The Minnesota Department of Health says flu season can last through April, so it's not too late to get vaccinated.
In fact, there have been more flu outbreaks in Minnesota and the rest of the country lately. Experts expect to see even more cases in the coming weeks.
So everyone – except infants under 6 months – is advised to get the shot. However, data released in November revealed that only 40 percent of Americans got their annual flu vaccine.
“The more people who are vaccinated, the more protection we’ll have in the community to slow or stop the spread," said Kris Ehresmann, with the Minnesota Department of Health. "Especially to those at high risk for complications from flu."
The Centers for Disease Control and Prevention has a weekly U.S. Influenza Surveillance Report, which you can find here.
It includes a map that shows about how many flu-like cases are reported in each state. In the most recent report, Minnesota was classified as having "moderate" flu activity. Meanwhile, Wisconsin was classified as having "minimal."
Even so, the Wisconsin Department of Health Services recently sent out a news release urging residents to get their shots because flu cases are on the rise there, too.
About the flu
The Department of Health says the main flu strain circulating this season is influenza A (H3N2).
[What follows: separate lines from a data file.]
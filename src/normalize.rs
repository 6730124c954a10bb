//! Text canonicalization applied to both sides before comparison.

/// Unifies line endings to `\n` and trims surrounding whitespace from the whole text.
///
/// `\r\n` and lone `\r` both become `\n`. Whitespace inside the text, including
/// trailing spaces on inner lines, is left untouched.
pub fn normalize(text: &str) -> String {
    text.replace("\r\n", "\n").replace('\r', "\n").trim().to_string()
}

#[cfg(test)]
mod tests {
    use super::*;

    #[test]
    fn unifies_line_endings() {
        assert_eq!(normalize("a\r\nb"), normalize("a\nb"));
        assert_eq!(normalize("a\rb"), "a\nb");
    }

    #[test]
    fn trims_whole_text_only() {
        assert_eq!(normalize("\n  a  \n b \n\n"), "a  \n b");
    }

    #[test]
    fn is_idempotent() {
        let samples = [
            "",
            "   ",
            "a\r\n\r\nb\r",
            "\r\r\n x \r\n",
            "line 1: bad character '@'\r\n",
            "\t tabs\tinside\t\n",
        ];
        for sample in samples {
            let once = normalize(sample);
            assert_eq!(normalize(&once), once, "not idempotent for {sample:?}");
        }
    }
}
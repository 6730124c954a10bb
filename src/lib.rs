//! goldrun: golden-output test orchestration for compiler-stage executables.
//!
//! Cases are pairs of files in a directory: an input fed to the subject on stdin
//! and the expected output it should print. Optionally, output that is not a
//! diagnostic is handed to a secondary interpreter whose output is compared instead.

pub use crate::compare::Outcome;
pub use crate::config::HarnessConfig;
pub use crate::errors::{HarnessError, ProcessError};
pub use crate::harness::Harness;
pub use crate::report::{Reporter, RunSummary, SkipPolicy};

pub mod cli;
pub mod compare;
pub mod config;
pub mod discovery;
pub mod dispatch;
pub mod errors;
pub mod fixtures;
pub mod harness;
pub mod normalize;
pub mod process;
pub mod report;
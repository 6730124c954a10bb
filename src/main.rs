use std::process::ExitCode;

#[tokio::main(flavor = "current_thread")]
async fn main() -> ExitCode {
    goldrun::cli::run().await
}
//! Shared fixtures for the integration tests: a temporary suite directory with
//! shell-script stand-ins for the compiler and interpreter.

#![allow(dead_code)]

use std::fs;
use std::os::unix::fs::PermissionsExt;
use std::path::{Path, PathBuf};

use tempfile::TempDir;

pub struct Suite {
    root: TempDir,
}

impl Suite {
    pub fn new() -> Self {
        let root = tempfile::tempdir().unwrap();
        fs::create_dir(root.path().join("tests")).unwrap();
        Self { root }
    }

    pub fn root(&self) -> &Path {
        self.root.path()
    }

    pub fn tests_dir(&self) -> PathBuf {
        self.root.path().join("tests")
    }

    /// Writes an executable `/bin/sh` script named `name` at the suite root.
    pub fn script(&self, name: &str, body: &str) -> PathBuf {
        let path = self.root.path().join(name);
        fs::write(&path, format!("#!/bin/sh\n{body}\n")).unwrap();
        fs::set_permissions(&path, fs::Permissions::from_mode(0o755)).unwrap();
        path
    }

    /// Adds `<stem>.in`, plus `<stem>.out` when `expected` is given.
    pub fn case(&self, stem: &str, input: &str, expected: Option<&str>) {
        let dir = self.tests_dir();
        fs::write(dir.join(format!("{stem}.in")), input).unwrap();
        if let Some(expected) = expected {
            fs::write(dir.join(format!("{stem}.out")), expected).unwrap();
        }
    }
}

/// A subject that echoes its input back.
pub const ECHO: &str = "cat";

/// A subject that reports a lexer diagnostic for `@` and otherwise emits "IR".
pub const COMPILER: &str = r#"input=$(cat)
case "$input" in
  *@*) echo "line 1: bad character '@'" ;;
  *) echo "; module"; echo "$input" ;;
esac"#;

/// An interpreter that crashes on "crash" and otherwise prints the program's last line.
pub const INTERPRETER: &str = r#"if grep -q crash "$1"; then
  echo "segmentation fault" >&2
  exit 1
fi
tail -n 1 "$1""#;
// Regression tests for the goldrun binary: exit codes, report text, and
// miette-rendered configuration errors.
#![cfg(unix)]

mod common;

use std::fs;

use assert_cmd::Command;
use common::{Suite, ECHO};
use predicates::{prelude::PredicateBooleanExt, str::contains};

fn goldrun(suite: &Suite) -> Command {
    let mut cmd = Command::cargo_bin("goldrun").unwrap();
    cmd.current_dir(suite.root());
    cmd
}

#[test]
fn passing_suite_exits_zero() {
    let suite = Suite::new();
    suite.script("compiler", ECHO);
    suite.case("t1", "0 102", Some("0 102"));

    goldrun(&suite)
        .args(["run", "tests", "--color", "never"])
        .assert()
        .success()
        .stdout(contains("Found 1 test case(s)."))
        .stdout(contains("PASS  t1"))
        .stdout(contains("Test summary: total 1, passed 1, failed 0, skipped 0"));
}

#[test]
fn failing_case_exits_one_and_is_recapped() {
    let suite = Suite::new();
    suite.script("compiler", ECHO);
    suite.case("t1", "0 102", Some("0 102"));
    suite.case("t2", "got this", Some("wanted that"));

    goldrun(&suite)
        .args(["run", "tests"])
        .assert()
        .code(1)
        .stdout(contains("FAIL  t2"))
        .stdout(contains("-wanted that").and(contains("+got this")))
        .stdout(contains("Failed cases:\n  - t2"));
}

#[test]
fn skip_policy_decides_exit_code() {
    let suite = Suite::new();
    suite.script("compiler", ECHO);
    suite.case("t1", "x", Some("x"));
    suite.case("t2", "y", None);

    goldrun(&suite).args(["run", "tests"]).assert().success();
    goldrun(&suite)
        .args(["run", "tests", "--skip-policy", "fail"])
        .assert()
        .code(1)
        .stdout(contains("SKIP  t2"));
}

#[test]
fn missing_subject_renders_diagnostic() {
    let suite = Suite::new();
    suite.case("t1", "x", Some("x"));

    goldrun(&suite)
        .args(["run", "tests", "--subject", "./hw5"])
        .assert()
        .code(2)
        .stderr(contains("goldrun::config::subject_not_found"))
        .stdout(contains("Test summary").not());
}

#[test]
fn config_file_is_picked_up() {
    let suite = Suite::new();
    suite.script("hw3", "echo out; echo err >&2");
    suite.case("t1", "", Some("out\nerr"));
    fs::write(
        suite.root().join("goldrun.yaml"),
        "subject: ./hw3\nmerge_stderr: true\n",
    )
    .unwrap();

    goldrun(&suite).args(["run", "tests"]).assert().success();
}

#[test]
fn malformed_config_is_a_config_error() {
    let suite = Suite::new();
    suite.case("t1", "x", Some("x"));
    fs::write(suite.root().join("goldrun.yaml"), "subject: [./hw3\n").unwrap();

    goldrun(&suite)
        .args(["run", "tests"])
        .assert()
        .code(2)
        .stderr(contains("goldrun::config::parse"));
}

#[test]
fn json_format_emits_one_event_per_line() {
    let suite = Suite::new();
    suite.script("compiler", ECHO);
    suite.case("t1", "x", Some("x"));

    let output = goldrun(&suite)
        .args(["run", "tests", "--format", "json"])
        .output()
        .unwrap();
    assert!(output.status.success());

    let events: Vec<serde_json::Value> = String::from_utf8(output.stdout)
        .unwrap()
        .lines()
        .map(|l| serde_json::from_str(l).unwrap())
        .collect();
    assert_eq!(events.len(), 3);
    assert_eq!(events[1]["outcome"], "pass");
    assert_eq!(events[2]["success"], true);
}

#[test]
fn scaffold_writes_fixtures_once() {
    let suite = Suite::new();
    fs::write(suite.root().join("list.yaml"), "- 'x max OO7'\n- '.'\n").unwrap();

    goldrun(&suite)
        .args(["scaffold", "list.yaml", "--dir", "generated"])
        .assert()
        .success()
        .stdout(contains("Created 2 files inside the 'generated' folder."));
    let first = fs::read_to_string(suite.root().join("generated/output_1.in")).unwrap();
    assert_eq!(first, "x max OO7");

    goldrun(&suite)
        .args(["scaffold", "list.yaml", "--dir", "generated"])
        .assert()
        .code(2)
        .stderr(contains("goldrun::scaffold::exists"));

    goldrun(&suite)
        .args(["scaffold", "list.yaml", "--dir", "generated", "--force"])
        .assert()
        .success();
}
Most people who get sick feel better in a few days to less than two weeks. However, health officials warn the flu can be a serious and even life-threatening illness.
People older than 65, young children, pregnant women and people with chronic medical conditions are at particularly high risk for complications from the flu.
And you can find a flu vaccine clinic near you here.
This year, the nasal spray vaccine is not recommended because it hasn't been very effective.